A major element of this distorted worldview is a belief in meritocracy, a concept originating from a satirical essay about a dystopian future by Michael Young. Meritocracy has become a favorite slogan of startups challenged by a lack of diversity, and Thiel stands as both a creator of this system and one of its ultimate beneficiaries. Shafrir’s novel takes aim at this virtual reality, “They thought everyone, including themselves, were where they were entirely because of hard work and innate creativity, and if you weren’t successful, that was because you hadn’t tried hard enough.
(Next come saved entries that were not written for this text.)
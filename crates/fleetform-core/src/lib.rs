//! FleetForm Core
//!
//! Reconciliation primitives shared by every FleetForm resource type.
//! A resource type plugs in a [`Translator`] (pure field mapping) and a
//! [`RemoteClient`] (the four remote verbs); the [`Reconciler`] drives them
//! through the create / read / update / delete lifecycle and keeps the
//! managed entity id in the local [`ResourceState`].
//!
//! # Architecture
//!
//! ```text
//! ┌─────────────────────────────────────────────────┐
//! │              fleetform CLI (caller)             │
//! │      create / read / update / delete / apply    │
//! └─────────────────┬───────────────────────────────┘
//!                   │
//! ┌─────────────────▼───────────────────────────────┐
//! │                fleetform-core                   │
//! │  ┌──────────────────────────────────────────┐   │
//! │  │              Reconciler                  │   │
//! │  └───────┬──────────────┬───────────┬───────┘   │
//! │  ┌───────▼──────┐ ┌─────▼──────┐ ┌──▼────────┐  │
//! │  │  Translator  │ │   Poller   │ │ State Mgmt│  │
//! │  └──────────────┘ └─────┬──────┘ └───────────┘  │
//! └─────────────────────────┼───────────────────────┘
//!                           │ trait RemoteClient
//!                   ┌───────▼───────┐
//!                   │   gamelift    │
//!                   │    client     │
//!                   └───────────────┘
//! ```

pub mod client;
pub mod error;
pub mod poller;
pub mod reconciler;
pub mod state;
pub mod translator;

// Re-exports
pub use client::{RemoteClient, RemoteEntity, RemoteError, RemoteErrorKind, RemoteResult, single};
pub use error::{CloudError, Result};
pub use poller::{Convergence, PollConfig, StatusPoller, Step};
pub use reconciler::{Applied, ReconcileConfig, Reconciler};
pub use state::{GlobalState, ResourceState, ResourceStatus, StateLock, StateManager};
pub use translator::Translator;
pub use tokio_util::sync::CancellationToken;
They didn’t understand people who weren’t just like them.” So it comes as no surprise when Mack attempts to define his own narrative after a series of inappropriate text messages unravel his professional life.

Startup is about more than business. It navigates the rocky foundation of relationships, journalism’s importance, sexual harassment, and digital careerism. It’s about how all those things blend together, particularly as women come into power and the world around them reacts.

“The stakes were just higher for her,” Shafrir writes of Katya. “People like Mack — they could afford to make mistakes. They were forgiven. Young women with immigrant parents who went to college on scholarship and were one paycheck away from not being able to pay rent — they couldn’t.”

Ironically, Isabel, the story’s real catalyst, gets the fewest pages.

The plotlines move with momentum, perhaps because backstory is scarce. While we get to know the main characters by observing their daily lives, we rarely get a glimpse of how they got there. The novel is most relatable when it touches on the inner turmoil of its characters — the fraying edges of Sabrina’s marriage; Katya stumbling through her 20s; Isabel and Mack struggling to reconcile a situation that never should’ve been. At one point, Sabrina recounts an old romance that turns out to be one of the most electrifying moments in the book. Through this we observe people in and around startup culture in a way we don’t often see: flawed, scared, honest.

Shafrir knows that technology can’t fix human nature, and she argues that spending so much time personifying our tech causes us to lose sight of the human beings on the other end. Technology enables messy lives, allowing us to be in a coworker’s pocket or a stranger’s living room. In a world ruled by technology, the lines aren’t simply blurred, Shafrir points out — they’re erased.